Linus Torvalds On The Importance Of ECC RAM, Calls Out Intel's "Bad Policies" Over ECC
There's nothing quite like some fun holiday-weekend reading as a fiery mailing list post by Linus Torvalds. The Linux creator is out with one of his classical messages, which this time is arguing over the importance of ECC memory and his opinion on how Intel's "bad policies" and market segmentation have made ECC memory less widespread.

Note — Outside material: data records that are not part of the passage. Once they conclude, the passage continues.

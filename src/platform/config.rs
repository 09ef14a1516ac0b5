//! `delegtrace.toml` config loading.

use serde::{Deserialize, Serialize};

use std::path::{Path, PathBuf};
use std::time::Duration;

use crate::{DelegError, DelegResult, HumanDuration, LockRange, MountSpec};

#[derive(Debug, Clone, Serialize, Deserialize)]
#[serde(rename_all = "snake_case")]
pub struct Config {
    /// Base directory for run artifacts.
    #[serde(default = "default_base_dir")]
    pub base_dir: PathBuf,

    /// NFS server address, as it appears in the capture.
    #[serde(default)]
    pub server: String,

    #[serde(default = "default_export")]
    pub export: String,

    #[serde(default = "default_mountpoint")]
    pub mountpoint: PathBuf,

    #[serde(default = "default_nfs_version")]
    pub nfs_version: String,

    /// Extra `-o` options appended after `vers=`.
    #[serde(default)]
    pub mount_options: Vec<String>,

    /// Run mount/umount through `sudo -n`.
    #[serde(default)]
    pub sudo: bool,

    /// This host's address, as it appears in the capture.
    #[serde(default)]
    pub client_addr: String,

    /// Name of the test file under the mountpoint.
    #[serde(default = "default_file_name")]
    pub file_name: String,

    #[serde(default = "default_file_size")]
    pub file_size: u64,

    /// Delay after each step that must reach the server before the next one.
    #[serde(default = "default_settle")]
    pub settle: HumanDuration,

    #[serde(default)]
    pub lock_offset: u64,

    /// Zero locks to end of file.
    #[serde(default)]
    pub lock_len: u64,

    #[serde(default = "default_reporter")]
    pub reporter: crate::Reporter,

    /// Second client used by recall scenarios.
    #[serde(default)]
    pub peer: Option<PeerConfig>,

    #[serde(default)]
    pub capture: CaptureConfig,
}

#[derive(Debug, Clone, Serialize, Deserialize)]
#[serde(rename_all = "snake_case")]
pub struct PeerConfig {
    /// `user@host` handed to ssh.
    pub ssh_target: String,
    /// The peer's address, as it appears in the capture.
    pub addr: String,
    #[serde(default = "default_mountpoint")]
    pub mountpoint: PathBuf,
    /// `delegtrace` binary on the peer.
    #[serde(default = "default_program")]
    pub program: String,
}

/// Capture and decode command lines. `{interface}`, `{pcap}` and `{server}` are substituted.
#[derive(Debug, Clone, Serialize, Deserialize)]
#[serde(rename_all = "snake_case")]
pub struct CaptureConfig {
    #[serde(default = "default_interface")]
    pub interface: String,
    #[serde(default = "default_capture_start")]
    pub start: Vec<String>,
    /// Must print the decoded events of `{pcap}` as a JSON array on stdout.
    #[serde(default)]
    pub decode: Vec<String>,
}

impl Default for CaptureConfig {
    fn default() -> Self {
        Self {
            interface: default_interface(),
            start: default_capture_start(),
            decode: Vec::new(),
        }
    }
}

fn default_base_dir() -> PathBuf {
    PathBuf::from(".delegtrace")
}

fn default_export() -> String {
    "/".to_string()
}

fn default_mountpoint() -> PathBuf {
    PathBuf::from("/mnt/delegtrace")
}

fn default_nfs_version() -> String {
    "4.1".to_string()
}

fn default_file_name() -> String {
    "delegtrace.dat".to_string()
}

fn default_file_size() -> u64 {
    64 * 1024
}

fn default_settle() -> HumanDuration {
    HumanDuration(Duration::from_secs(2))
}

fn default_reporter() -> crate::Reporter {
    crate::Reporter::Pretty
}

fn default_program() -> String {
    "delegtrace".to_string()
}

fn default_interface() -> String {
    "any".to_string()
}

fn default_capture_start() -> Vec<String> {
    ["tcpdump", "-i", "{interface}", "-s", "0", "-w", "{pcap}", "host", "{server}"]
        .into_iter()
        .map(String::from)
        .collect()
}

impl Default for Config {
    fn default() -> Self {
        Self {
            base_dir: default_base_dir(),
            server: String::new(),
            export: default_export(),
            mountpoint: default_mountpoint(),
            nfs_version: default_nfs_version(),
            mount_options: Vec::new(),
            sudo: false,
            client_addr: String::new(),
            file_name: default_file_name(),
            file_size: default_file_size(),
            settle: default_settle(),
            lock_offset: 0,
            lock_len: 0,
            reporter: default_reporter(),
            peer: None,
            capture: CaptureConfig::default(),
        }
    }
}

impl Config {
    pub fn load_optional(path: &Path) -> Self {
        match std::fs::read_to_string(path) {
            Ok(s) => match toml::from_str::<Config>(&s) {
                Ok(cfg) => cfg,
                Err(err) => {
                    tracing::warn!("failed to parse config {}: {err}", path.display());
                    Self::default()
                }
            },
            Err(err) if err.kind() == std::io::ErrorKind::NotFound => Self::default(),
            Err(err) => {
                tracing::warn!("failed to read config {}: {err}", path.display());
                Self::default()
            }
        }
    }

    pub fn runs_dir(&self) -> PathBuf {
        self.base_dir.join("runs")
    }

    pub fn lock_range(&self) -> LockRange {
        LockRange {
            offset: self.lock_offset,
            len: self.lock_len,
        }
    }

    pub fn mount_spec(&self) -> MountSpec {
        MountSpec {
            server: self.server.clone(),
            export: self.export.clone(),
            mountpoint: self.mountpoint.clone(),
            nfs_version: self.nfs_version.clone(),
            options: self.mount_options.clone(),
            sudo: self.sudo,
        }
    }

    pub fn peer_mount_spec(&self) -> Option<MountSpec> {
        self.peer.as_ref().map(|p| MountSpec {
            mountpoint: p.mountpoint.clone(),
            ..self.mount_spec()
        })
    }

    /// Settings a live run cannot do without.
    pub fn validate_live(&self) -> DelegResult<()> {
        if self.server.is_empty() {
            return Err(DelegError::Config("`server` is not set".to_string()));
        }
        if self.client_addr.is_empty() {
            return Err(DelegError::Config("`client_addr` is not set".to_string()));
        }
        check_file_size(self.file_size)?;
        if self.capture.start.is_empty() {
            return Err(DelegError::Config("`capture.start` is empty".to_string()));
        }
        if self.capture.decode.is_empty() {
            return Err(DelegError::Config("`capture.decode` is empty".to_string()));
        }
        if let Some(peer) = &self.peer
            && (peer.ssh_target.is_empty() || peer.addr.is_empty())
        {
            return Err(DelegError::Config(
                "`peer.ssh_target` and `peer.addr` must both be set".to_string(),
            ));
        }
        Ok(())
    }
}

/// Scenarios split the file into two halves, each at least a byte.
pub fn check_file_size(size: u64) -> DelegResult<()> {
    if size < 2 {
        return Err(DelegError::Config(format!(
            "`file_size` must be at least 2 bytes, got {size}"
        )));
    }
    Ok(())
}
//! Assertions for a single client holding a delegation while it and another local
//! process reopen the file.

use crate::{
    DelegationType, Filter, GrantMiss, IoFacts, OpKind, PacketEvent, ReplayTarget, ScenarioConfig,
    Term, TraceCursor, Verdicts, locate_grant,
};

pub fn verify_basic(events: &[PacketEvent], target: &ReplayTarget, config: &ScenarioConfig) -> Verdicts {
    let mut v = Verdicts::new();
    let mut cursor = TraceCursor::new(events);
    let client = target.client_addr.as_str();
    let deleg = config.delegation_type;

    let grant_name = format!("OPEN grants a {deleg} delegation for {}", target.file_name);
    let ctx = match locate_grant(&mut cursor, target, client, config.use_stat, deleg) {
        Ok(ctx) => {
            v.check(
                grant_name,
                true,
                format!("delegation stateid {}", ctx.delegation_stateid),
            );
            ctx
        }
        Err(miss) => {
            v.check(grant_name, false, miss.to_string());
            v.skip_rest(match miss {
                GrantMiss::NoOpen => "the file was never opened on the wire",
                _ => "no delegation was granted",
            });
            return v;
        }
    };

    // Every reopen, by this owner or another local process, must be served from the delegation.
    cursor.rewind(ctx.granted_at.next());
    let reopen = cursor.find_event(
        &Filter::call().op(OpKind::Open).any_of(vec![
            Term::Name(target.file_name.clone()),
            Term::Fh(ctx.file_handle.clone()),
        ]),
        Some(client),
        None,
    );
    v.check(
        "No OPEN sent for the file while the delegation is held",
        reopen.is_none(),
        reopen
            .map(|h| format!("unexpected OPEN at {}", h.event.summary()))
            .unwrap_or_default(),
    );

    let io_kind = match deleg {
        DelegationType::Read => OpKind::Read,
        DelegationType::Write => OpKind::Write,
    };
    let io = IoFacts::collect(&mut cursor, &ctx, client, io_kind);
    let label = io_kind.label();
    let where_to = if ctx.io_targets.len() == 1 && ctx.io_targets[0] == target.server_addr {
        "the server".to_string()
    } else {
        format!("data servers {}", ctx.io_targets.join(", "))
    };
    if v.check(
        format!("{label} sent to {where_to}"),
        !io.is_empty(),
        format!("no {label} for the file after the delegation was granted"),
    ) {
        let strays: Vec<String> = io
            .not_using(&ctx.delegation_stateid)
            .map(|r| {
                format!(
                    "xid={:#010x} offset={} stateid={}",
                    r.xid,
                    r.offset,
                    r.stateid.as_ref().map(|s| s.to_string()).unwrap_or_else(|| "-".into())
                )
            })
            .collect();
        v.check(
            format!("{label} uses the delegation stateid"),
            strays.is_empty(),
            format!("{} of {} calls use another stateid: {}", strays.len(), io.len(), strays.join("; ")),
        );
    }

    if deleg == DelegationType::Read {
        let dups = io.duplicate_offsets();
        v.check(
            "READ does not fetch cached data again",
            dups.is_empty(),
            dups.iter()
                .map(|(off, n)| format!("offset {off} read {n} times"))
                .collect::<Vec<_>>()
                .join(", "),
        );
    }

    if config.use_lock {
        cursor.rewind_start();
        let lock = cursor.find_event(&Filter::call().op(OpKind::Lock), Some(client), None);
        v.check(
            "No LOCK sent while holding the delegation",
            lock.is_none(),
            lock.map(|h| format!("unexpected LOCK at {}", h.event.summary()))
                .unwrap_or_default(),
        );
    }

    v
}
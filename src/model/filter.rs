//! Structured match expressions over decoded wire events.
//!
//! A [`Filter`] is a conjunction of clauses. Header terms compare the RPC message itself;
//! op terms hold when any operation of the compound carries the value, which is how display
//! filters over decoded captures behave.

use crate::{ClaimType, DelegationType, FileHandle, MessageKind, NfsOp, OpKind, PacketEvent, ShareAccess};

#[derive(Debug, Clone, Copy, PartialEq, Eq)]
pub enum Cmp {
    Eq,
    Ne,
}

#[derive(Debug, Clone, PartialEq, Eq)]
pub enum Term {
    Src(String),
    Dst(String),
    Xid(u32),
    Kind(MessageKind),
    Callback(bool),
    Status(u32),
    Op(OpKind),
    Name(String),
    Fh(FileHandle),
    /// Matches on the stateid `other` field.
    StateId(String),
    Claim(ClaimType),
    Access(ShareAccess),
    Delegation(DelegationType),
    /// Any OPEN in the compound carries a delegation grant.
    Delegated,
    DeviceId(String),
    Any(Vec<Term>),
}

impl Term {
    pub fn holds(&self, ev: &PacketEvent) -> bool {
        match self {
            Self::Src(addr) => ev.src == *addr,
            Self::Dst(addr) => ev.dst == *addr,
            Self::Xid(xid) => ev.xid == *xid,
            Self::Kind(kind) => ev.kind == *kind,
            Self::Callback(cb) => ev.callback == *cb,
            Self::Status(status) => ev.status == *status,
            Self::Op(kind) => ev.has_op(*kind),
            Self::Name(name) => ev.ops.iter().any(|op| op.name() == Some(name.as_str())),
            Self::Fh(fh) => ev
                .ops
                .iter()
                .any(|op| op.file_handle().is_some_and(|h| h.matches(fh))),
            Self::StateId(other) => ev.ops.iter().any(|op| {
                op.stateids()
                    .iter()
                    .any(|s| s.other.eq_ignore_ascii_case(other))
            }),
            Self::Claim(claim) => ev
                .ops
                .iter()
                .any(|op| matches!(op, NfsOp::Open { claim: c, .. } if c == claim)),
            Self::Access(access) => ev
                .ops
                .iter()
                .any(|op| matches!(op, NfsOp::Open { access: a, .. } if a == access)),
            Self::Delegation(kind) => ev.ops.iter().any(|op| {
                matches!(op, NfsOp::Open { delegation: Some(d), .. } if d.kind == *kind)
            }),
            Self::Delegated => ev
                .ops
                .iter()
                .any(|op| matches!(op, NfsOp::Open { delegation: Some(_), .. })),
            Self::DeviceId(id) => ev
                .ops
                .iter()
                .any(|op| matches!(op, NfsOp::GetDeviceInfo { device_id, .. } if device_id == id)),
            Self::Any(terms) => terms.iter().any(|t| t.holds(ev)),
        }
    }
}

#[derive(Debug, Clone, PartialEq, Eq)]
pub struct Clause {
    pub cmp: Cmp,
    pub term: Term,
}

impl Clause {
    pub fn holds(&self, ev: &PacketEvent) -> bool {
        match self.cmp {
            Cmp::Eq => self.term.holds(ev),
            Cmp::Ne => !self.term.holds(ev),
        }
    }
}

#[derive(Debug, Clone, Default, PartialEq, Eq)]
pub struct Filter {
    clauses: Vec<Clause>,
}

impl Filter {
    pub fn new() -> Self {
        Self::default()
    }

    pub fn call() -> Self {
        Self::new().with(Term::Kind(MessageKind::Call))
    }

    pub fn reply() -> Self {
        Self::new().with(Term::Kind(MessageKind::Reply))
    }

    /// Reply to the call `xid` travelling back to `to`.
    pub fn reply_to(xid: u32, to: &str) -> Self {
        Self::reply().xid(xid).dst(to)
    }

    pub fn with(mut self, term: Term) -> Self {
        self.clauses.push(Clause { cmp: Cmp::Eq, term });
        self
    }

    pub fn without(mut self, term: Term) -> Self {
        self.clauses.push(Clause { cmp: Cmp::Ne, term });
        self
    }

    pub fn op(self, kind: OpKind) -> Self {
        self.with(Term::Op(kind))
    }

    pub fn src(self, addr: &str) -> Self {
        self.with(Term::Src(addr.to_string()))
    }

    pub fn dst(self, addr: &str) -> Self {
        self.with(Term::Dst(addr.to_string()))
    }

    pub fn xid(self, xid: u32) -> Self {
        self.with(Term::Xid(xid))
    }

    pub fn name(self, name: &str) -> Self {
        self.with(Term::Name(name.to_string()))
    }

    pub fn fh(self, fh: &FileHandle) -> Self {
        self.with(Term::Fh(fh.clone()))
    }

    pub fn stateid(self, stateid: &crate::StateId) -> Self {
        self.with(Term::StateId(stateid.other.clone()))
    }

    pub fn any_of(self, terms: Vec<Term>) -> Self {
        self.with(Term::Any(terms))
    }

    pub fn matches(&self, ev: &PacketEvent) -> bool {
        self.clauses.iter().all(|c| c.holds(ev))
    }

    pub fn clauses(&self) -> &[Clause] {
        &self.clauses
    }
}

#[cfg(test)]
mod tests {
    use super::*;
    use crate::{DelegationGrant, StateId};

    fn open_reply(deleg: Option<DelegationType>) -> PacketEvent {
        PacketEvent {
            frame: 9,
            time_ms: 0,
            src: "srv".into(),
            dst: "cli".into(),
            xid: 5,
            kind: MessageKind::Reply,
            callback: false,
            status: 0,
            ops: vec![
                NfsOp::PutFh {
                    fh: FileHandle::new("D1"),
                },
                NfsOp::Open {
                    name: Some("file".into()),
                    claim: ClaimType::Null,
                    access: ShareAccess::Read,
                    stateid: Some(StateId::new(1, "open1")),
                    delegation: deleg.map(|kind| DelegationGrant {
                        kind,
                        stateid: StateId::new(1, "deleg1"),
                    }),
                    deleg_stateid: None,
                },
                NfsOp::GetFh {
                    fh: Some(FileHandle::new("f1")),
                },
            ],
        }
    }

    #[test]
    fn op_terms_match_anywhere_in_the_compound() {
        let ev = open_reply(Some(DelegationType::Read));
        assert!(Filter::reply().op(OpKind::Open).fh(&FileHandle::new("F1")).matches(&ev));
        assert!(Filter::new().name("file").stateid(&StateId::new(9, "DELEG1")).matches(&ev));
        assert!(!Filter::call().op(OpKind::Open).matches(&ev));
    }

    #[test]
    fn ne_negates_the_whole_term() {
        let granted = open_reply(Some(DelegationType::Write));
        let plain = open_reply(None);
        let no_deleg = Filter::reply().op(OpKind::Open).without(Term::Delegated);
        assert!(!no_deleg.matches(&granted));
        assert!(no_deleg.matches(&plain));
        assert!(Filter::new().with(Term::Delegation(DelegationType::Write)).matches(&granted));
        assert!(!Filter::new().with(Term::Delegation(DelegationType::Read)).matches(&granted));
    }

    #[test]
    fn any_of_holds_when_one_alternative_does() {
        let ev = open_reply(None);
        let f = Filter::new().any_of(vec![
            Term::Name("other".into()),
            Term::Fh(FileHandle::new("f1")),
        ]);
        assert!(f.matches(&ev));
        let f = Filter::new().any_of(vec![Term::Name("other".into()), Term::Xid(6)]);
        assert!(!f.matches(&ev));
        assert_eq!(f.clauses().len(), 1);
    }
}
#[test]
fn basic_pnfs_io_goes_to_data_server() {
    let ds_fh = FileHandle::new("dd5500");
    let mut t = Trace::default();
    t.rpc(
        CLIENT,
        SERVER,
        vec![NfsOp::Other { name: "GETDEVICEINFO".to_string() }],
        NFS4_OK,
        vec![NfsOp::GetDeviceInfo {
            device_id: "dev1".to_string(),
            addrs: vec![DATA_SERVER.to_string()],
        }],
    );
    t.grant(DelegationType::Write);
    t.rpc(
        CLIENT,
        SERVER,
        vec![
            NfsOp::PutFh { fh: file_fh() },
            NfsOp::LayoutGet {
                device_ids: Vec::new(),
                fhs: Vec::new(),
            },
        ],
        NFS4_OK,
        vec![
            NfsOp::PutFh { fh: file_fh() },
            NfsOp::LayoutGet {
                device_ids: vec!["dev1".to_string()],
                fhs: vec![ds_fh.clone()],
            },
        ],
    );
    t.io(true, DATA_SERVER, ds_fh, deleg_sid(), 0, SIZE);

    let v = verify_basic(&t.events, &target(false), &ScenarioConfig::basic(DelegationType::Write));
    assert!(v.all_passed(), "{:?}", v.results());
    assert!(names(&v).contains(&"WRITE sent to data servers 10.0.0.5"));
}

#[test]
fn basic_lock_must_stay_local() {
    let mut t = Trace::default();
    t.grant(DelegationType::Write);
    t.io(true, SERVER, file_fh(), deleg_sid(), 0, SIZE);
    t.lock(deleg_sid());

    let config = ScenarioConfig::basic(DelegationType::Write).with_lock();
    let v = verify_basic(&t.events, &target(false), &config);
    assert_eq!(failed(&v), vec!["No LOCK sent while holding the delegation"]);
}

/// 64 KiB WRITE delegation recalled by a peer opening for write without truncation.
fn write_recall_trace() -> Trace {
    let mut t = Trace::default();
    t.grant(DelegationType::Write);
    t.io(true, SERVER, file_fh(), deleg_sid(), 0, SIZE / 2);
    t.open_by_name(PEER, ShareAccess::Write, NFS4ERR_DELAY, StateId::new(1, "9ee7"), None);
    t.recall();
    t.reclaim(open_sid(2), false);
    t.io(true, SERVER, file_fh(), open_sid(2), SIZE / 2, SIZE / 2);
    t.delegreturn();
    t.open_by_name(PEER, ShareAccess::Write, NFS4_OK, StateId::new(1, "9ee7"), None);
    t
}

#[test]
fn write_recall_by_open_for_write_passes() {
    let t = write_recall_trace();
    let config = ScenarioConfig::recall(DelegationType::Write, ConflictKind::OpenWrite);
    let out = verify_recall(&t.events, &target(true), &config);
    assert_eq!(out.recalled, Some(true));
    assert!(out.verdicts.all_passed(), "{:?}", out.verdicts.results());
    assert_eq!(
        names(&out.verdicts),
        vec![
            "OPEN grants a WRITE delegation to the first client",
            "Conflicting OPEN for writing from the second client seen on the wire",
            "CB_RECALL sent to the first client",
            "CB_RECALL carries the delegation stateid",
            "Reclaim OPEN sent before DELEGRETURN",
            "Reclaim OPEN returns the original open stateid",
            "Reclaim OPEN is not granted a new delegation",
            "Delegated writes are flushed before the delegation is returned",
            "WRITE before the reclaim OPEN uses the delegation stateid",
            "DELEGRETURN sent for the recalled delegation",
            "OPEN for writing from the second client succeeds after DELEGRETURN",
            "Second client is not granted a delegation",
        ]
    );
    let (_, notes) = out.verdicts.into_parts();
    assert!(notes.iter().any(|n| n.contains("NFS4ERR_DELAY")));
}

#[test]
fn write_recall_with_unflushed_data_fails() {
    let mut t = Trace::default();
    t.grant(DelegationType::Write);
    t.open_by_name(PEER, ShareAccess::Write, NFS4ERR_DELAY, StateId::new(1, "9ee7"), None);
    t.recall();
    t.reclaim(open_sid(2), false);
    t.delegreturn();
    t.open_by_name(PEER, ShareAccess::Write, NFS4_OK, StateId::new(1, "9ee7"), None);

    let config = ScenarioConfig::recall(DelegationType::Write, ConflictKind::OpenWrite);
    let out = verify_recall(&t.events, &target(true), &config);
    assert_eq!(
        failed(&out.verdicts),
        vec![
            "Delegated writes are flushed before the delegation is returned",
            "WRITE before the reclaim OPEN uses the delegation stateid",
        ]
    );
}

#[test]
fn write_recall_flushed_under_open_stateid_fails() {
    let mut t = Trace::default();
    t.grant(DelegationType::Write);
    t.peer_chmod(NFS4ERR_DELAY);
    t.recall();
    t.io(true, SERVER, file_fh(), open_sid(1), 0, SIZE / 2);
    t.reclaim(open_sid(2), false);
    t.delegreturn();
    t.peer_chmod(NFS4_OK);

    let config = ScenarioConfig::recall(DelegationType::Write, ConflictKind::Chmod);
    let out = verify_recall(&t.events, &target(true), &config);
    assert_eq!(
        failed(&out.verdicts),
        vec!["WRITE before the reclaim OPEN uses the delegation stateid"]
    );
    let stateid_check = out
        .verdicts
        .results()
        .iter()
        .find(|r| r.name == "WRITE before the reclaim OPEN uses the delegation stateid")
        .expect("stateid check");
    assert!(stateid_check.detail.contains("no WRITE with the delegation stateid"));
}

#[test]
fn read_recall_by_open_for_write_passes_with_shared_read_delegation() {
    let mut t = Trace::default();
    t.grant(DelegationType::Read);
    t.io(false, SERVER, file_fh(), deleg_sid(), 0, SIZE / 2);
    t.open_by_name(PEER, ShareAccess::Read, NFS4_OK, StateId::new(1, "9ee7"), Some(DelegationType::Read));
    t.open_by_name(PEER, ShareAccess::Write, NFS4ERR_DELAY, StateId::new(2, "9ee7"), None);
    t.recall();
    t.reclaim(open_sid(2), false);
    t.delegreturn();
    t.open_by_name(PEER, ShareAccess::Write, NFS4_OK, StateId::new(2, "9ee7"), None);

    let config = ScenarioConfig::recall(DelegationType::Read, ConflictKind::OpenWrite);
    let out = verify_recall(&t.events, &target(true), &config);
    assert_eq!(out.recalled, Some(true));
    assert!(out.verdicts.all_passed(), "{:?}", out.verdicts.results());
    assert_eq!(
        names(&out.verdicts),
        vec![
            "OPEN grants a READ delegation to the first client",
            "Conflicting OPEN for writing from the second client seen on the wire",
            "No recall on a non-conflicting read from the second client",
            "No recall while both clients hold READ delegations",
            "CB_RECALL sent to the first client",
            "CB_RECALL carries the delegation stateid",
            "Reclaim OPEN sent before DELEGRETURN",
            "Reclaim OPEN returns the original open stateid",
            "Reclaim OPEN is not granted a new delegation",
            "DELEGRETURN sent for the recalled delegation",
            "OPEN for writing from the second client succeeds after DELEGRETURN",
            "Second client is not granted a delegation",
        ]
    );
}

Linus argues that error-correcting code (ECC) memory "absolutely matters" but that "Intel has been instrumental in killing the whole ECC industry with it's horribly bad market segmentation... Intel has been detrimental to the whole industry and to users because of their bad and misguided policies wrt ECC. Seriously...The arguments against ECC were always complete and utter garbage... Now even the memory manufacturers are starting [to] do ECC internally because they finally owned up to the fact that they absolutely have to. And the memory manufacturers claim it's because of economics and lower power. And they are lying bastards - let me once again point to row-hammer about how those problems have existed for several generations already, but these f*ckers happily sold broken hardware to consumers and claimed it was an "attack", when it always was "we're cutting corners"."
Ian Cutress from AnandTech points out in a reply that AMD's Ryzen ECC support is not as solid as believed.
(Score: 5, Insightful) by Arik on Wednesday January 06, @03:34AM (18 children)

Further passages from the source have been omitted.